**THE INPUT:**
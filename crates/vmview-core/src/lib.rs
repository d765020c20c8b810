//! # vmview-core
//!
//! Debugger-side presentation of `psi::vm` containers.
//!
//! A debugger shows a container as raw members by default: a pointer and a
//! counter, or several levels of standard-library plumbing. This crate turns
//! such values into a one-line summary and a list of element children:
//!
//! - [`layout`]: resolves any supported contiguous run (library vectors and
//!   the three common standard-library vector layouts) to base, element type
//!   and count
//! - [`locate`]: finds a member that may live in a base or unnamed
//!   sub-object
//! - [`providers`]: per-family adapters (vectors, flat sets, flat maps and
//!   paired storage, B+tree headers, register wrappers)
//! - [`registry`]: which type names go to which family
//!
//! ## Host contract
//!
//! The engine never talks to a debugger directly. It is written against the
//! [`TargetValue`] and [`TargetType`] traits, and a host adapts its value API
//! to them. The [`snapshot`] module is one such host, backed by a frozen
//! memory image.
//!
//! ## Failure model
//!
//! Reading a live process is best-effort. A missing member, a null pointer or
//! an unreadable address never aborts presentation: the container degrades to
//! zero elements and an empty or `size=0` summary. [`VmViewError`] is reserved
//! for configuration and host-side failures.

pub mod config;
pub mod error;
pub mod inspect;
pub mod label;
pub mod layout;
pub mod locate;
pub mod prelude;
pub mod providers;
pub mod registry;
pub mod snapshot;
pub mod types;

pub use config::ViewConfig;
pub use error::{VmViewError, VmViewResult};
pub use inspect::{TargetType, TargetValue};
pub use layout::{ContiguousRun, Encoding};
pub use locate::MemberLocator;
pub use providers::{Family, SyntheticChildren};
pub use registry::{Binding, Registry, TypePattern};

**WHAT YOU HAVE TO DO:** If the word "locate" appears in a line above, copy that line.

**RESPONSE:**
//! - [`locate`]: finds a member that may live in a base or unnamed
pub mod locate;
pub use locate::MemberLocator;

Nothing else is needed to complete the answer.